BRIEF:
Retype, exactly and only, each line from the one containing "are strictly positive." to the end of the records below.

++++++++

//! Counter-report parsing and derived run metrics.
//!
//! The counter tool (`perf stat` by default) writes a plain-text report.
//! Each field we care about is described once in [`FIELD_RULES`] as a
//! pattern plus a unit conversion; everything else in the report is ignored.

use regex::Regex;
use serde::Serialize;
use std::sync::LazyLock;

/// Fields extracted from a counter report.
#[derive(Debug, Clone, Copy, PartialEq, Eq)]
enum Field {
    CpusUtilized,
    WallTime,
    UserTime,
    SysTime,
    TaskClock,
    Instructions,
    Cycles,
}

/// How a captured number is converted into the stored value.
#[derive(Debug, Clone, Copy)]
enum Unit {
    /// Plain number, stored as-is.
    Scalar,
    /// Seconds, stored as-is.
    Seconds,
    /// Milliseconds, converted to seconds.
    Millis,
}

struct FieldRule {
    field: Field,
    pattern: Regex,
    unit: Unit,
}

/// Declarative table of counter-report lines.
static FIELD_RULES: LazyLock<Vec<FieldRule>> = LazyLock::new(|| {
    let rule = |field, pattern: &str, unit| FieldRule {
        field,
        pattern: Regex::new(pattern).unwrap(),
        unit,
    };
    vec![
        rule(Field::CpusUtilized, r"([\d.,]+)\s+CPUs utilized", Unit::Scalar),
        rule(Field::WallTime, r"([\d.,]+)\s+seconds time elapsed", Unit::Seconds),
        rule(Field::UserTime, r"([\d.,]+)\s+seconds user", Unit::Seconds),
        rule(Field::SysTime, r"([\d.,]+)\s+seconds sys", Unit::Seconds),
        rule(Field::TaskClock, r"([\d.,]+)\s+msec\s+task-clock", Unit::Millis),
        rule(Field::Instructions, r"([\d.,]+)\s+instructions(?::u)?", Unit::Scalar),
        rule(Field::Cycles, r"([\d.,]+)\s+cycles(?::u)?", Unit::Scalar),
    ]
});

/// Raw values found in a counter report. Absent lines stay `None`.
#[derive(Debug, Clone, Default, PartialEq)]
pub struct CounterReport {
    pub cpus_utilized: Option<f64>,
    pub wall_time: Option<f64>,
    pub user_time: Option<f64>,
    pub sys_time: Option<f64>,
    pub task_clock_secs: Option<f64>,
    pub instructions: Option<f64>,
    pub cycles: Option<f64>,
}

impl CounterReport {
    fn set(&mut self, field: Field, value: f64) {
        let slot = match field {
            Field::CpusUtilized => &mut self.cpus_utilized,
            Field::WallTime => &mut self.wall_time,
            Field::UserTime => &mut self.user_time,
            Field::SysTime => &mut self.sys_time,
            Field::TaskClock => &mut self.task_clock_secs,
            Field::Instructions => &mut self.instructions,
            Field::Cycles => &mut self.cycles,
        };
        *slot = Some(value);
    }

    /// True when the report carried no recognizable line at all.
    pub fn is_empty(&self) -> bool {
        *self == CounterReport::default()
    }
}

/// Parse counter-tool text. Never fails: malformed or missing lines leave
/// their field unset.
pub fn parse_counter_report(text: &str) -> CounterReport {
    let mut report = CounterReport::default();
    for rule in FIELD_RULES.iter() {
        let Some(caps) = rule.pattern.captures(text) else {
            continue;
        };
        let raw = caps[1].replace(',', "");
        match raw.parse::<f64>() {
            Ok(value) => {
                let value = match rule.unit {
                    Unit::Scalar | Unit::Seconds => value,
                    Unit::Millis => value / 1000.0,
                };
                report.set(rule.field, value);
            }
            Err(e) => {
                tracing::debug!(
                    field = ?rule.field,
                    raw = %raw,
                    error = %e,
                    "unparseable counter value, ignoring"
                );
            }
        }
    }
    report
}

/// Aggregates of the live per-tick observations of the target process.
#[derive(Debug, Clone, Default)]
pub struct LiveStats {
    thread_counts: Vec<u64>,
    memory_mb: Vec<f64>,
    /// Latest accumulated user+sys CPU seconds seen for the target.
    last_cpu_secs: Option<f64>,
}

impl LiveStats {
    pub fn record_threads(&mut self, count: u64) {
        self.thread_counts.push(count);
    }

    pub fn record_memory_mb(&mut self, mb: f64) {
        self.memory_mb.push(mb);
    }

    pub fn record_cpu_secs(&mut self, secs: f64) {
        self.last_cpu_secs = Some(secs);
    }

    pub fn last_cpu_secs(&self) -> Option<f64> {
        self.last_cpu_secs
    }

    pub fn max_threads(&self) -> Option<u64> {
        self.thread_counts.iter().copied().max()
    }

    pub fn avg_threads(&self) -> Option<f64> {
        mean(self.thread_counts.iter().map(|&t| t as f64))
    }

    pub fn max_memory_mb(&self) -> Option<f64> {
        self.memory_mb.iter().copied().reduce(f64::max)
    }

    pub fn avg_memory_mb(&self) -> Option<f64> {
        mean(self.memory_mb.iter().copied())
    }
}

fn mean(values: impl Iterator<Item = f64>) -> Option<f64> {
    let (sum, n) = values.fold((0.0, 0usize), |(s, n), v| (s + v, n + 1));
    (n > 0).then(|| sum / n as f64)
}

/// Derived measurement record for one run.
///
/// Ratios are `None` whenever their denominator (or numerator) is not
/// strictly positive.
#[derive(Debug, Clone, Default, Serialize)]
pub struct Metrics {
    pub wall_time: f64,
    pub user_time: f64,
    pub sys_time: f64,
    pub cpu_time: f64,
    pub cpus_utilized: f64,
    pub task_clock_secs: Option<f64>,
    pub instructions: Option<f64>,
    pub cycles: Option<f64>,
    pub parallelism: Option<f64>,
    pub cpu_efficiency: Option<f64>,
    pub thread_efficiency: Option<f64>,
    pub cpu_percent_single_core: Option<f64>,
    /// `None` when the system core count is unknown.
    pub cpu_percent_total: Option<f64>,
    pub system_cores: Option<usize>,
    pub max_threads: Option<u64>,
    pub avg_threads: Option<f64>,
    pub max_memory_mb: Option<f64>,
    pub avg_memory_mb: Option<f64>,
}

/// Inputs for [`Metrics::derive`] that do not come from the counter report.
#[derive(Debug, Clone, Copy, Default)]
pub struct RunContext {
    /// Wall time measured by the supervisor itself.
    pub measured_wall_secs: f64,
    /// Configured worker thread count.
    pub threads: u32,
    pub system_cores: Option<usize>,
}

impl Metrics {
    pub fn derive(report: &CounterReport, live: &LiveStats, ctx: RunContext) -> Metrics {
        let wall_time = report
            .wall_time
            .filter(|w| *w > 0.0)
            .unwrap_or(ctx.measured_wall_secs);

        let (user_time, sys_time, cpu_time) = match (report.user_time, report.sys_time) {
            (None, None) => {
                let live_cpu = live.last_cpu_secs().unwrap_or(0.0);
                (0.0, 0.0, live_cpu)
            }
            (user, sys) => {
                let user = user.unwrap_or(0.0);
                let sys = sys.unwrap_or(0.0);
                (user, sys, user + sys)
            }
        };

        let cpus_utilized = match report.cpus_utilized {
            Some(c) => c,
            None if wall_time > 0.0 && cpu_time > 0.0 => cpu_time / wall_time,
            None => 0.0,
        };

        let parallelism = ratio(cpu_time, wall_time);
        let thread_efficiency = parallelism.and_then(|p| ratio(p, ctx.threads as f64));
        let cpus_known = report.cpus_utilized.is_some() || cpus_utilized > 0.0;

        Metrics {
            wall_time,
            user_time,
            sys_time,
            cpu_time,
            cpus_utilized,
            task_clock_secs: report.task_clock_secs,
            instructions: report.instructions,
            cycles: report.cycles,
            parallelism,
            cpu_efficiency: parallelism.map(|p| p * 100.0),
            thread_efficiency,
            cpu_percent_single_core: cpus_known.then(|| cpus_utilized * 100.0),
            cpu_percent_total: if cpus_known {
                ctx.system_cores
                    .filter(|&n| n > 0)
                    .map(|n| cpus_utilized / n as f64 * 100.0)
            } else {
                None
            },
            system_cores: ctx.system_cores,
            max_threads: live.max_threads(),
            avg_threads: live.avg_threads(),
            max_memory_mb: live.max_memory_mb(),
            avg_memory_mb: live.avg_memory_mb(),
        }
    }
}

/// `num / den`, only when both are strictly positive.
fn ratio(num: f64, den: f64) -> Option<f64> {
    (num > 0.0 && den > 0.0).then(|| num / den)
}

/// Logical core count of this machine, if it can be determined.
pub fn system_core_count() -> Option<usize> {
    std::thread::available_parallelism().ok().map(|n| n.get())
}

++++++++

EXERCISE SOLUTION:
/// `num / den`, only when both are strictly positive.
fn ratio(num: f64, den: f64) -> Option<f64> {
    (num > 0.0 && den > 0.0).then(|| num / den)
}

/// Logical core count of this machine, if it can be determined.
pub fn system_core_count() -> Option<usize> {
    std::thread::available_parallelism().ok().map(|n| n.get())
}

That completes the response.